Prompt:
What the task needs is the data below, written out verbatim.

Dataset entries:
----------------------------------------

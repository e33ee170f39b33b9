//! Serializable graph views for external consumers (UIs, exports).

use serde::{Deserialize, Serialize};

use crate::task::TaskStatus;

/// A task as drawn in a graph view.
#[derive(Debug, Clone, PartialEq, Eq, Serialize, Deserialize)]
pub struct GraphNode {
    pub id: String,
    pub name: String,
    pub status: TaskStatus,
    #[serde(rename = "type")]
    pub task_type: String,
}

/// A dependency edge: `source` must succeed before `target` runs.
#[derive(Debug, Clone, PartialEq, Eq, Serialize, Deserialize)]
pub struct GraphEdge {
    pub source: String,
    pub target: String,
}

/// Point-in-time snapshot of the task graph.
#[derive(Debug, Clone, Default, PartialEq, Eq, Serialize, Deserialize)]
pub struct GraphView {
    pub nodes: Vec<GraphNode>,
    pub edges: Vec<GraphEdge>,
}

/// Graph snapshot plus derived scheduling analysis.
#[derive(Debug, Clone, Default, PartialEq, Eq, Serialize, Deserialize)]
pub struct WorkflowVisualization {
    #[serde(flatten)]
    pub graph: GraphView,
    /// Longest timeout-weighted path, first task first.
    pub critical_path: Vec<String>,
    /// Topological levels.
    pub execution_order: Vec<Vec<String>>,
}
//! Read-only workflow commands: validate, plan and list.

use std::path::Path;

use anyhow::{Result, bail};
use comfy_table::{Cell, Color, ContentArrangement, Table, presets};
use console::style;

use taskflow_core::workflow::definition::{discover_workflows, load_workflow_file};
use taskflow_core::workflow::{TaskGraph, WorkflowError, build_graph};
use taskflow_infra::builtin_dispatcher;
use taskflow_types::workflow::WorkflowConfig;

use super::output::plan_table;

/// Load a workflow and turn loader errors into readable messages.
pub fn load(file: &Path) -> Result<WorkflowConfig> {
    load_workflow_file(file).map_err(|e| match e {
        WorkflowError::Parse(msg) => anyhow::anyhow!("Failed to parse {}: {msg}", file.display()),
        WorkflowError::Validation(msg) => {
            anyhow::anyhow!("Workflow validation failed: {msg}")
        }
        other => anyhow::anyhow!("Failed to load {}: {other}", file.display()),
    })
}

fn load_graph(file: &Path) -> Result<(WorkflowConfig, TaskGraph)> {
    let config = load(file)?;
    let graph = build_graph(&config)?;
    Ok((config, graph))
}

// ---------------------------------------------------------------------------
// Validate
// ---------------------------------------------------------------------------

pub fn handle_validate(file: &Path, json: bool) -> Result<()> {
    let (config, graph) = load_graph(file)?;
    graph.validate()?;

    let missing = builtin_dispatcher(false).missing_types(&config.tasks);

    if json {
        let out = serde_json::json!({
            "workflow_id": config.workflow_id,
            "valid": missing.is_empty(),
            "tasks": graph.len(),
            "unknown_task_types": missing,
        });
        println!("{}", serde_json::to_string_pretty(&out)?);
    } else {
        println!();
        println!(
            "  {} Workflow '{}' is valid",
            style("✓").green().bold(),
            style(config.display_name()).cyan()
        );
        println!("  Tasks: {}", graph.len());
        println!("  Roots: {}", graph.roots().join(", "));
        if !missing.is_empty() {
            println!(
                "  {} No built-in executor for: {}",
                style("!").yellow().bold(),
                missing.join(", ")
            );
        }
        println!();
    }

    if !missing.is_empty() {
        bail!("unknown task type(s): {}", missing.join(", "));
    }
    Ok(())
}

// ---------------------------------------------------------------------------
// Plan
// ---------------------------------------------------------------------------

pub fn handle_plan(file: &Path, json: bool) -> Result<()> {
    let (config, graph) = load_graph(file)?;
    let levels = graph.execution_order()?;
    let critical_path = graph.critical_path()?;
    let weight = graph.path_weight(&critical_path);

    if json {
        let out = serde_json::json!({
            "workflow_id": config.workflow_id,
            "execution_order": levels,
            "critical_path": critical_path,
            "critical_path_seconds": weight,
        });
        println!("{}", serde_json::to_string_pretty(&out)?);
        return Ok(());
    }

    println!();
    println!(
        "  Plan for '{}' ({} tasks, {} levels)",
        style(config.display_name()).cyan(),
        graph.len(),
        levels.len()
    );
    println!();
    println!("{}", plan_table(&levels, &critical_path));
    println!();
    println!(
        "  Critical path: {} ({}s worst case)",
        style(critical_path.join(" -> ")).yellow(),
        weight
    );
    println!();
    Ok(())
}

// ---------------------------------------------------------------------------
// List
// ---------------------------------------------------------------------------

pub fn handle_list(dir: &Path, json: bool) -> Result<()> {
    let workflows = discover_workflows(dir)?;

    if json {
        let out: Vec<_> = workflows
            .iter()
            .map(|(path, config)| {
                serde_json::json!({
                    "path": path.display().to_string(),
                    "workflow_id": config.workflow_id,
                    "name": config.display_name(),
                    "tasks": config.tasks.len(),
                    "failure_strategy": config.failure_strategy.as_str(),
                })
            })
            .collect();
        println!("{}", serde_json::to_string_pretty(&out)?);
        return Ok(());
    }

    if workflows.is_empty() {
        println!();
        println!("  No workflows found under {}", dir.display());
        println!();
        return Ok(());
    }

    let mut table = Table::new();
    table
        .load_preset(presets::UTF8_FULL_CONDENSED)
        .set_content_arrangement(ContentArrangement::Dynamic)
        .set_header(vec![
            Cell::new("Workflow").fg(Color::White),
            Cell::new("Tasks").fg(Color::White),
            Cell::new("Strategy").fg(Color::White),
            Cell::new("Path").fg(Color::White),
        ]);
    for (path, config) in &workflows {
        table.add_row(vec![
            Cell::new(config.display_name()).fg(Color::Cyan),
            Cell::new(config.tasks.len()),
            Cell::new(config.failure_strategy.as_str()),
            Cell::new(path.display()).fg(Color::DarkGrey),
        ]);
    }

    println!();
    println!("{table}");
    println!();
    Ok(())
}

----------------------------------------

Exercise result:
repository e33ee170f39b33b9
//! Serializable graph views for external consumers (UIs, exports).

use serde::{Deserialize, Serialize};

use crate::task::TaskStatus;

/// A task as drawn in a graph view.
#[derive(Debug, Clone, PartialEq, Eq, Serialize, Deserialize)]
pub struct GraphNode {
    pub id: String,
    pub name: String,
    pub status: TaskStatus,
    #[serde(rename = "type")]
    pub task_type: String,
}

/// A dependency edge: `source` must succeed before `target` runs.
#[derive(Debug, Clone, PartialEq, Eq, Serialize, Deserialize)]
pub struct GraphEdge {
    pub source: String,
    pub target: String,
}

/// Point-in-time snapshot of the task graph.
#[derive(Debug, Clone, Default, PartialEq, Eq, Serialize, Deserialize)]
pub struct GraphView {
    pub nodes: Vec<GraphNode>,
    pub edges: Vec<GraphEdge>,
}

/// Graph snapshot plus derived scheduling analysis.
#[derive(Debug, Clone, Default, PartialEq, Eq, Serialize, Deserialize)]
pub struct WorkflowVisualization {
    #[serde(flatten)]
    pub graph: GraphView,
    /// Longest timeout-weighted path, first task first.
    pub critical_path: Vec<String>,
    /// Topological levels.
    pub execution_order: Vec<Vec<String>>,
}
//! Read-only workflow commands: validate, plan and list.

use std::path::Path;

use anyhow::{Result, bail};
use comfy_table::{Cell, Color, ContentArrangement, Table, presets};
use console::style;

use taskflow_core::workflow::definition::{discover_workflows, load_workflow_file};
use taskflow_core::workflow::{TaskGraph, WorkflowError, build_graph};
use taskflow_infra::builtin_dispatcher;
use taskflow_types::workflow::WorkflowConfig;

use super::output::plan_table;

/// Load a workflow and turn loader errors into readable messages.
pub fn load(file: &Path) -> Result<WorkflowConfig> {
    load_workflow_file(file).map_err(|e| match e {
        WorkflowError::Parse(msg) => anyhow::anyhow!("Failed to parse {}: {msg}", file.display()),
        WorkflowError::Validation(msg) => {
            anyhow::anyhow!("Workflow validation failed: {msg}")
        }
        other => anyhow::anyhow!("Failed to load {}: {other}", file.display()),
    })
}

fn load_graph(file: &Path) -> Result<(WorkflowConfig, TaskGraph)> {
    let config = load(file)?;
    let graph = build_graph(&config)?;
    Ok((config, graph))
}

// ---------------------------------------------------------------------------
// Validate
// ---------------------------------------------------------------------------

pub fn handle_validate(file: &Path, json: bool) -> Result<()> {
    let (config, graph) = load_graph(file)?;
    graph.validate()?;

    let missing = builtin_dispatcher(false).missing_types(&config.tasks);

    if json {
        let out = serde_json::json!({
            "workflow_id": config.workflow_id,
            "valid": missing.is_empty(),
            "tasks": graph.len(),
            "unknown_task_types": missing,
        });
        println!("{}", serde_json::to_string_pretty(&out)?);
    } else {
        println!();
        println!(
            "  {} Workflow '{}' is valid",
            style("✓").green().bold(),
            style(config.display_name()).cyan()
        );
        println!("  Tasks: {}", graph.len());
        println!("  Roots: {}", graph.roots().join(", "));
        if !missing.is_empty() {
            println!(
                "  {} No built-in executor for: {}",
                style("!").yellow().bold(),
                missing.join(", ")
            );
        }
        println!();
    }

    if !missing.is_empty() {
        bail!("unknown task type(s): {}", missing.join(", "));
    }
    Ok(())
}

// ---------------------------------------------------------------------------
// Plan
// ---------------------------------------------------------------------------

pub fn handle_plan(file: &Path, json: bool) -> Result<()> {
    let (config, graph) = load_graph(file)?;
    let levels = graph.execution_order()?;
    let critical_path = graph.critical_path()?;
    let weight = graph.path_weight(&critical_path);

    if json {
        let out = serde_json::json!({
            "workflow_id": config.workflow_id,
            "execution_order": levels,
            "critical_path": critical_path,
            "critical_path_seconds": weight,
        });
        println!("{}", serde_json::to_string_pretty(&out)?);
        return Ok(());
    }

    println!();
    println!(
        "  Plan for '{}' ({} tasks, {} levels)",
        style(config.display_name()).cyan(),
        graph.len(),
        levels.len()
    );
    println!();
    println!("{}", plan_table(&levels, &critical_path));
    println!();
    println!(
        "  Critical path: {} ({}s worst case)",
        style(critical_path.join(" -> ")).yellow(),
        weight
    );
    println!();
    Ok(())
}

// ---------------------------------------------------------------------------
// List
// ---------------------------------------------------------------------------

pub fn handle_list(dir: &Path, json: bool) -> Result<()> {
    let workflows = discover_workflows(dir)?;

    if json {
        let out: Vec<_> = workflows
            .iter()
            .map(|(path, config)| {
                serde_json::json!({
                    "path": path.display().to_string(),
                    "workflow_id": config.workflow_id,
                    "name": config.display_name(),
                    "tasks": config.tasks.len(),
                    "failure_strategy": config.failure_strategy.as_str(),
                })
            })
            .collect();
        println!("{}", serde_json::to_string_pretty(&out)?);
        return Ok(());
    }

    if workflows.is_empty() {
        println!();
        println!("  No workflows found under {}", dir.display());
        println!();
        return Ok(());
    }

    let mut table = Table::new();
    table
        .load_preset(presets::UTF8_FULL_CONDENSED)
        .set_content_arrangement(ContentArrangement::Dynamic)
        .set_header(vec![
            Cell::new("Workflow").fg(Color::White),
            Cell::new("Tasks").fg(Color::White),
            Cell::new("Strategy").fg(Color::White),
            Cell::new("Path").fg(Color::White),
        ]);
    for (path, config) in &workflows {
        table.add_row(vec![
            Cell::new(config.display_name()).fg(Color::Cyan),
            Cell::new(config.tasks.len()),
            Cell::new(config.failure_strategy.as_str()),
            Cell::new(path.display()).fg(Color::DarkGrey),
        ]);
    }

    println!();
    println!("{table}");
    println!();
    Ok(())
}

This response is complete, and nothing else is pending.